Close, but I would say that socialists don't see it as close enough. Sweden
holds a strong form of liberal egalitarianism, as propounded by Rawls in his
less 'socialist' writings. But even then, the socialism is beyond its horizon.
There is a 'property-owning democracy', and no egalitarian distribution. The
capitalist parts of Rawls, without the public ownership of MoP socialist
stuff.

The championing of liberal egalitarianism as "good enough" leaves other
questions unanswered. Is social democracy still exploitative? Dominating?
Alienating? Environmentally damaging? Inefficient? Those questions hold for
any form of capitalism, defined as a society in which capital's self-
valorization is predominant, and where there is wage labour.

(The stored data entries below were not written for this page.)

//! View name → source file and compiled artifact paths

use serde::{Deserialize, Serialize};
use std::path::{MAIN_SEPARATOR, Path, PathBuf};
use walkdir::WalkDir;

use crate::config::consts::{extensions, files};
use crate::error::{Result, ViewError};

/// How a recognized source file is turned into output
#[derive(Debug, Clone, Copy, PartialEq, Eq, Serialize, Deserialize)]
#[serde(rename_all = "lowercase")]
pub enum ViewKind {
    /// Compiled, cached and evaluated with parameters
    Template,
    /// Emitted verbatim from source, never compiled
    Asset,
}

/// A recognized view file suffix
#[derive(Debug, Clone, PartialEq, Eq)]
pub struct ViewExtension {
    pub suffix: String,
    pub kind: ViewKind,
}

impl ViewExtension {
    pub fn new(suffix: impl Into<String>, kind: ViewKind) -> Self {
        Self {
            suffix: suffix.into(),
            kind,
        }
    }

    /// Built-in table, in resolution priority order
    pub fn defaults() -> Vec<Self> {
        vec![
            Self::new(extensions::TEMPLATE, ViewKind::Template),
            Self::new(extensions::HTML, ViewKind::Template),
            Self::new(extensions::SCRIPT, ViewKind::Asset),
            Self::new(extensions::STYLE, ViewKind::Asset),
        ]
    }
}

/// The source file chosen for a view
#[derive(Debug, Clone, PartialEq, Eq)]
pub struct SourceDescriptor {
    pub path: PathBuf,
    pub extension: String,
    pub kind: ViewKind,
}

/// Maps logical view names onto the views and compiled roots
#[derive(Debug, Clone)]
pub struct PathResolver {
    views_dir: PathBuf,
    compiled_dir: PathBuf,
    extensions: Vec<ViewExtension>,
}

impl PathResolver {
    pub fn new(views_dir: impl Into<PathBuf>, compiled_dir: Option<PathBuf>) -> Self {
        let views_dir = views_dir.into();
        let compiled_dir = compiled_dir.unwrap_or_else(|| views_dir.clone());
        Self {
            views_dir,
            compiled_dir,
            extensions: ViewExtension::defaults(),
        }
    }

    /// Replace the extension table; order is resolution priority
    pub fn with_extensions(mut self, extensions: Vec<ViewExtension>) -> Self {
        self.extensions = extensions;
        self
    }

    pub fn views_dir(&self) -> &Path {
        &self.views_dir
    }

    pub fn compiled_dir(&self) -> &Path {
        &self.compiled_dir
    }

    pub fn extensions(&self) -> &[ViewExtension] {
        &self.extensions
    }

    /// `admin.users.index` → `admin/users/index` (platform separator)
    pub fn normalize(name: &str) -> String {
        name.replace('.', &MAIN_SEPARATOR.to_string())
    }

    /// Find the source for a normalized name
    ///
    /// Candidates are `<normalized><suffix>` for every recognized suffix; when
    /// several exist the first suffix in the extension table wins.
    pub fn find_source(&self, normalized: &str) -> Result<Option<SourceDescriptor>> {
        // `join` would resolve an empty final segment to the parent directory
        if normalized.is_empty() || normalized.ends_with(['/', MAIN_SEPARATOR]) {
            return Ok(None);
        }

        let base = self.views_dir.join(normalized);
        let (Some(dir), Some(stem)) = (base.parent(), base.file_name()) else {
            return Ok(None);
        };
        let stem = stem.to_string_lossy();

        if !dir.is_dir() {
            tracing::trace!(dir = %dir.display(), "views directory missing");
            return Ok(None);
        }

        let mut candidates = Vec::new();
        for entry in WalkDir::new(dir).min_depth(1).max_depth(1) {
            let entry = entry.map_err(|e| {
                let path = e.path().unwrap_or(dir).to_path_buf();
                ViewError::io(path, e.into())
            })?;
            // `Path::is_file` follows links, so symlinked sources count
            if !entry.path().is_file() {
                continue;
            }
            let file_name = entry.file_name().to_string_lossy();
            if let Some(suffix) = file_name.strip_prefix(stem.as_ref()) {
                candidates.push((suffix.to_string(), entry.path().to_path_buf()));
            }
        }

        let found = self.extensions.iter().find_map(|ext| {
            candidates
                .iter()
                .find(|(suffix, _)| *suffix == ext.suffix)
                .map(|(_, path)| SourceDescriptor {
                    path: path.clone(),
                    extension: ext.suffix.clone(),
                    kind: ext.kind,
                })
        });

        if let Some(source) = &found {
            tracing::trace!(
                path = %source.path.display(),
                candidates = candidates.len(),
                "resolved view source"
            );
        }
        Ok(found)
    }

    /// `<compiled_dir>/<normalized>.compiled.json`; no I/O
    pub fn compiled_path(&self, normalized: &str) -> PathBuf {
        self.compiled_dir
            .join(format!("{}{}", normalized, files::COMPILED_VIEW_EXT))
    }

    /// An existing artifact is valid; there is no staleness check
    pub fn has_valid_compiled(&self, normalized: &str, cache_enabled: bool) -> bool {
        cache_enabled && self.compiled_path(normalized).is_file()
    }
}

So the question is what kind of argument would justify not only going beyond
old school 20th c. death capitalism, but social democratic capitalism, too.
Only if you look into whether (1) capitalist societies are exploitative (2)
there is a normative reason to do away with it, and the same with alienation,
domination and environmental concerns - then there is a good reason for
socialism.

------
programmertote
I used to be an opinionated person in college. I went to a fairly liberal
college and drank their cool aid. Then I graduated, grew older and saw a lot
more nuances in life. These experiences turned me to appreciate more about
grey thinking. Sure there are some cases in which we can draw a fine line
between black and white zones (like rape). But most things (problems) in the
world have some shade of grey to it.

For example, when it comes to events we read in the news (esp. the ones
published by western-based media) about other regions have heavy bias that
born out of both western values and limited (very, very often one sided) info
they obtained from the people they hang out with. Even reputable publications
like NYTimes and BBC, have obvious biases if you have been to the places they
are reporting about. That's why I stopped believing everything I see on
mainstream media and start to ignore it mostly for almost a decade now. I also
avoid social media (Facebook and to an extent Reddit) because what we see
there mostly represent people's fleeting reactions and emotions to things that
really doesn't matter to my life for the most part. Doing that really makes my
mind free of a lot of bad karma.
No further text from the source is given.